In praise of an old Hollywood master

Thu, Jun 7, 2012, 01:00

   

IN PETER BOGDANOVICH’S first feature film, Targets, a seemingly mild-mannered insurance executive, lately returned from the Vietnam War, murders his wife, his mother and a dumbstruck delivery boy. His actions, loosely inspired by Charles Whitman’s 1966 rampage through the University of Texas, form a grisly prelude to a random, senseless killing spree.

In the final reels of the same film, an elderly character actor, famed for his old-fashioned monster movies, confronts the gunman. The ageing star, poignantly essayed by Boris Karloff in one of his last American movies, is past his prime, but he’s more than a match for a nihilistic nogoodnik.

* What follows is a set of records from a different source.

use clap::{Args, Parser, Subcommand};
use clap_complete::Shell;
use std::path::PathBuf;

use crate::engine::Operation;

/// Reclaim - A rule-driven filesystem reclamation engine
#[derive(Parser, Debug)]
#[command(name = "reclaim")]
#[command(author, version, about, long_about = None)]
#[command(propagate_version = true)]
pub struct Cli {
    /// Path to the rule file (JSON, or TOML by extension)
    #[arg(short, long, global = true, value_name = "PATH", env = "RECLAIM_RULES")]
    pub config: Option<PathBuf>,

    /// Increase verbosity (-v, -vv, -vvv)
    #[arg(short, long, global = true, action = clap::ArgAction::Count)]
    pub verbose: u8,

    /// Suppress non-essential output
    #[arg(short, long, global = true)]
    pub quiet: bool,

    #[command(subcommand)]
    pub command: Command,
}

#[derive(Subcommand, Debug)]
pub enum Command {
    /// Report what the rules match, without touching anything
    Scan(ScanArgs),

    /// Scan, then quarantine, recycle or delete every match
    Clean(CleanArgs),

    /// Purge the pip download cache
    PurgePip(CleanArgs),

    /// Purge the npm cache
    PurgeNpm(CleanArgs),

    /// Run an operation by name (for schedulers)
    Run(RunArgs),

    /// Create or validate the rule file
    #[command(subcommand)]
    Rules(RulesCommand),

    /// Generate shell completions
    Completions(CompletionsArgs),
}

#[derive(Args, Debug)]
pub struct CompletionsArgs {
    /// Shell to generate completions for
    #[arg(value_enum)]
    pub shell: Shell,
}

#[derive(Args, Debug, Default)]
pub struct ScanArgs {
    /// Output the report as JSON
    #[arg(long)]
    pub json: bool,
}

/// Overrides applied on top of the rule file's global config.
#[derive(Args, Debug, Default, Clone)]
pub struct CleanArgs {
    /// Simulate only, whatever the rule file says
    #[arg(short = 'n', long, conflicts_with = "commit")]
    pub dry_run: bool,

    /// Really mutate the filesystem, whatever the rule file says
    #[arg(long)]
    pub commit: bool,

    /// Send everything to the trash instead of quarantine or delete
    #[arg(long)]
    pub recycle_only: bool,

    /// Output the report as JSON
    #[arg(long)]
    pub json: bool,
}

#[derive(Args, Debug)]
pub struct RunArgs {
    /// One of: scan, clean, purge_pip, purge_npm
    #[arg(value_name = "OPERATION")]
    pub operation: Operation,

    #[command(flatten)]
    pub overrides: CleanArgs,
}

#[derive(Subcommand, Debug)]
pub enum RulesCommand {
    /// Write the built-in default rules to the rule file
    Init {
        /// Overwrite an existing rule file
        #[arg(short, long)]
        force: bool,
    },

    /// Validate the rule file and list its rules
    Check,
}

It could easily be a mute play for the writer-director’s entire milieu. Even before we knew Peter Bogdanovich as a chronicler of movie greats, as the author of books and biographies on Lillian Gish and Fritz Lang, his 1968 debut had articulated a predilection for the golden age of Hollywood.

“I never thought of it that way,” says Bogdanovich. “I’m not that self-conscious a director. I just liked the idea of the old guy winning out. I never thought of it as me wanting the old Hollywood to win out but you could certainly make a good argument for that. My father was a good bit older than my mother, so I’ve always felt more comfortable with people who are older or younger than myself, and felt out of step with my contemporaries.”

Targets established Bogdanovich as a key figure in the post-classical American cinema of the late 1960s and early 1970s. The New Hollywood, a vanguard that included Martin Scorsese, Francis Ford Coppola, Brian De Palma, George Lucas, and Michael Cimino, had plenty of swagger. Bogdanovich, however, was the first of the young guns to translate that chutzpah into box-office revenue and mass appeal.

“It wasn’t just me,” says Bogdanovich. “People like Spielberg and Lucas and Coppola were very influenced by the older directors. But now the older directors are people like Spielberg. It’s a bit watered down by now. One of the problems we have in film today is that younger directors haven’t seen enough good ones.”

The Last Picture Show (1971) and Paper Moon (1973) were critical and commercial wows, clocking up 11 Academy Award nominations between them and winning three.

“The Last Picture Show is made and structured in a classic way. But the subject matter would never have made it past the Hays Code [the set of industry moral-censorship guidelines that governed the production of most US films until 1968],” says Bogdanovich. “None of the old masters were flashy. They didn’t want to show off. They wanted suspension of disbelief. They didn’t want people to remember they were watching a movie. A lot of films now are just fancy footwork and fast cutting.

“I once asked Orson Welles the difference between cutting up a scene or keeping everything in one shot and he said: ‘It’s what separates the men from the boys.’ Anybody can just shoot lots of coverage then hand it all to the editor.”

The New Hollywood, after the fashion of the nouvelle vague, were buffs, boffins, critics and cineastes. The younger film-makers did not reject the works of the old masters: on the contrary, they embraced them, citing Ford and Hitchcock and Kurosawa at every given turn.

“I wanted to get the word out to the public about these masters,” recalls Bogdanovich. “I loved the films they made. I hoped to create an atmosphere where those films – the kind of films I ultimately wanted to see and to make – would flourish. We were very influenced by the French. The writers at Cahiers du Cinema [the influential French film magazine] had already gone over works by people like Howard Hawks and Alfred Hitchcock and John Ford and had discovered that even though they were working at the highest levels of the studio system, they were making films that were personal.”